▶ Material provided
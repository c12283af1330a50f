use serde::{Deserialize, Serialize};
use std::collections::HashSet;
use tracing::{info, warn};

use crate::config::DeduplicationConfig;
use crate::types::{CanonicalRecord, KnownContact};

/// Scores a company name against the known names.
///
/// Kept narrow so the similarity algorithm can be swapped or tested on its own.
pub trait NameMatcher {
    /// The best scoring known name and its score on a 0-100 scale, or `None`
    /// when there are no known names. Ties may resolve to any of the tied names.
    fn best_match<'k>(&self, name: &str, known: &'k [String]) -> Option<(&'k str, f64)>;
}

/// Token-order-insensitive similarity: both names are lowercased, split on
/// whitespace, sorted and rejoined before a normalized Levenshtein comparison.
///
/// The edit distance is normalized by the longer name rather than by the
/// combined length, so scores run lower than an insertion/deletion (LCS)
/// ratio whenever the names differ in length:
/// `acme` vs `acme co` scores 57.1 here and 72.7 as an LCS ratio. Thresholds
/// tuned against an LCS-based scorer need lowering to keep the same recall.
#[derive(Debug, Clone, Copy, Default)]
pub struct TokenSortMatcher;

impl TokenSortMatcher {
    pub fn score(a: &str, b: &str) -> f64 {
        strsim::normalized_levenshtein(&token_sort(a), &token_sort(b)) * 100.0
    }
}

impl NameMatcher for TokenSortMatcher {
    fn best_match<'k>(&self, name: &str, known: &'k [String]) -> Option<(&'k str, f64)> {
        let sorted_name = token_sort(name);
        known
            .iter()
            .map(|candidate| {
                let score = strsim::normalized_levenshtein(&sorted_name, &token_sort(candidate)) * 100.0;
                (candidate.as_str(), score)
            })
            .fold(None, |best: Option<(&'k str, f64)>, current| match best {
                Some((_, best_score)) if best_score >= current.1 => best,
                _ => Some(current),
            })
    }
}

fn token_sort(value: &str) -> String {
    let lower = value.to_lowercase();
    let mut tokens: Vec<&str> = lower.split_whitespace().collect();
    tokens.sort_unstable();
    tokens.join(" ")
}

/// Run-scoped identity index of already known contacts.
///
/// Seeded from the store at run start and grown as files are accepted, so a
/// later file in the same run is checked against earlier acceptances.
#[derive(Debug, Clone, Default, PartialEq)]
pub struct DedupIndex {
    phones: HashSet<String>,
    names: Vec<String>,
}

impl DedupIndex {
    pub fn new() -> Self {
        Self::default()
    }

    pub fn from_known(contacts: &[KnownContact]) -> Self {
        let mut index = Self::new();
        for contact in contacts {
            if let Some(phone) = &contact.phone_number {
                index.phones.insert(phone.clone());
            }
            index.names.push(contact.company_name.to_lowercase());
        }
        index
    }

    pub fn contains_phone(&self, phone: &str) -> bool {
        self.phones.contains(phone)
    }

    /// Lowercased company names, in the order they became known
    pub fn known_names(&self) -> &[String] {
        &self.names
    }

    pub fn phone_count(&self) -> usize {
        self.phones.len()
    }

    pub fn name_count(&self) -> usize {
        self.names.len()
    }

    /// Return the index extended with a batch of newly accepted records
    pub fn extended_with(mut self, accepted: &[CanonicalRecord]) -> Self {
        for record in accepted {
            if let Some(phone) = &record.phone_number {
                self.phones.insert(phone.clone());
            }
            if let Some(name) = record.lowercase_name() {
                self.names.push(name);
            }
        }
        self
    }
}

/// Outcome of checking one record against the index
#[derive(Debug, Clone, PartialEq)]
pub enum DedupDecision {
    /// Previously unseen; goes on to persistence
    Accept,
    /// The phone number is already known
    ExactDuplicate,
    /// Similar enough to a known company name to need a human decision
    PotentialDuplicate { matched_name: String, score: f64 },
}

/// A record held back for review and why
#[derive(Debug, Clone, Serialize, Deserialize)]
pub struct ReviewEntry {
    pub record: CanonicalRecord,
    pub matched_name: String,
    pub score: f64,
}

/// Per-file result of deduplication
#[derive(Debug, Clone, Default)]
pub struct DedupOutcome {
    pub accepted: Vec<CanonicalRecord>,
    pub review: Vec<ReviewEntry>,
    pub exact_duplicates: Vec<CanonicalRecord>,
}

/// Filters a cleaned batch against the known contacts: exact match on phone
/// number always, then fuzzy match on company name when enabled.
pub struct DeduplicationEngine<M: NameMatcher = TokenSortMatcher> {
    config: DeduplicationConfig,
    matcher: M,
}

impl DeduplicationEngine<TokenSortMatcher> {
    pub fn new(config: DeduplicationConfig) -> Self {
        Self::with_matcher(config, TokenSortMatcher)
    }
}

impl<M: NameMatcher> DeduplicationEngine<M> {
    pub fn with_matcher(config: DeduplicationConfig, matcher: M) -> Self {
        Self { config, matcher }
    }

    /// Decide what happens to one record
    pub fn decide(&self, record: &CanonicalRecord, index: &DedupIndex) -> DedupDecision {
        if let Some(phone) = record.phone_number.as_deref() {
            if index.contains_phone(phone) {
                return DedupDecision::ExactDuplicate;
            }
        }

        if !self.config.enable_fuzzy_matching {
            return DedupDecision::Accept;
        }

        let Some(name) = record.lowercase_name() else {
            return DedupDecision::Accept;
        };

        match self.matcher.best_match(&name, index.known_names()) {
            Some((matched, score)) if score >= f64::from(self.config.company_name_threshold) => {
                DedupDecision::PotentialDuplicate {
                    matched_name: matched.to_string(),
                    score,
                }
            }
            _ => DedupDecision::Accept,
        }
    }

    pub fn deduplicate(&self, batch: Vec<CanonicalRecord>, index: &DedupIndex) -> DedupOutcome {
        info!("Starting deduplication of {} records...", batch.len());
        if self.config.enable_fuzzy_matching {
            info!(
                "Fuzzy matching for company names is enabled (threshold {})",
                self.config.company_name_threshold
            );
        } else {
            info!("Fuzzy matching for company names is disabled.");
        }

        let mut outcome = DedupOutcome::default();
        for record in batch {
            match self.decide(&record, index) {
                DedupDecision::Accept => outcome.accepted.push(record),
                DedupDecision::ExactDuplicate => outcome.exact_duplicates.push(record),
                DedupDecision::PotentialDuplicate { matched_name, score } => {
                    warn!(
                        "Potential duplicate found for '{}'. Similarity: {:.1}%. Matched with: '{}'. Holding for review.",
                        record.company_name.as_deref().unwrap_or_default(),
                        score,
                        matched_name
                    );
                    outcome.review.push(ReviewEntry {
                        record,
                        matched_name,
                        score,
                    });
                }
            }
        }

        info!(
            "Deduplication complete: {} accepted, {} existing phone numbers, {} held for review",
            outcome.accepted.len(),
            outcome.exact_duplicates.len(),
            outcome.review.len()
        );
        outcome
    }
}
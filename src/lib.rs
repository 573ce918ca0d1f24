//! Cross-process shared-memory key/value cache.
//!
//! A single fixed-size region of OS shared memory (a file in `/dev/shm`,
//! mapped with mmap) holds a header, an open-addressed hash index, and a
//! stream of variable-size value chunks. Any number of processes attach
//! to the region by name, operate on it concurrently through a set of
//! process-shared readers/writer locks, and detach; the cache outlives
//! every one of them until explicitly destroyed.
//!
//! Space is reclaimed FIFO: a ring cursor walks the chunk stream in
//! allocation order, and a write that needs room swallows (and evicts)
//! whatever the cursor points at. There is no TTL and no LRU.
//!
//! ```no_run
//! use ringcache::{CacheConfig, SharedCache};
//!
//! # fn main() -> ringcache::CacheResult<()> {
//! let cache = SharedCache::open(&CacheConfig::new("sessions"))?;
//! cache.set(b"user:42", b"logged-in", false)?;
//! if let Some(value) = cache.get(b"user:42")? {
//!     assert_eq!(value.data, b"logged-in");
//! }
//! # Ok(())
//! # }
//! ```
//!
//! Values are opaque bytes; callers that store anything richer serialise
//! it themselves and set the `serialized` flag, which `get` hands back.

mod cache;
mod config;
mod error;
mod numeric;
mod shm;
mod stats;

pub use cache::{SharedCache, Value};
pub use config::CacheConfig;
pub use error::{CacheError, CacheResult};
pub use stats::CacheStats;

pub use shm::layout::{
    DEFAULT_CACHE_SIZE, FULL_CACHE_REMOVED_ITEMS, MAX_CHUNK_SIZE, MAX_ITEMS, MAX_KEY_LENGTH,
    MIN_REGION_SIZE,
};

▶ Work request
Of the entries listed above, reproduce only the lines starting at the line containing "pub fn contains_phone(&self, phone: &str)" and ending at the line containing "#[derive(Debug, Clone, PartialEq)]". Include both, exactly as they stand.

▶ Result
    pub fn contains_phone(&self, phone: &str) -> bool {
        self.phones.contains(phone)
    }

    /// Lowercased company names, in the order they became known
    pub fn known_names(&self) -> &[String] {
        &self.names
    }

    pub fn phone_count(&self) -> usize {
        self.phones.len()
    }

    pub fn name_count(&self) -> usize {
        self.names.len()
    }

    /// Return the index extended with a batch of newly accepted records
    pub fn extended_with(mut self, accepted: &[CanonicalRecord]) -> Self {
        for record in accepted {
            if let Some(phone) = &record.phone_number {
                self.phones.insert(phone.clone());
            }
            if let Some(name) = record.lowercase_name() {
                self.names.push(name);
            }
        }
        self
    }
}

/// Outcome of checking one record against the index
#[derive(Debug, Clone, PartialEq)]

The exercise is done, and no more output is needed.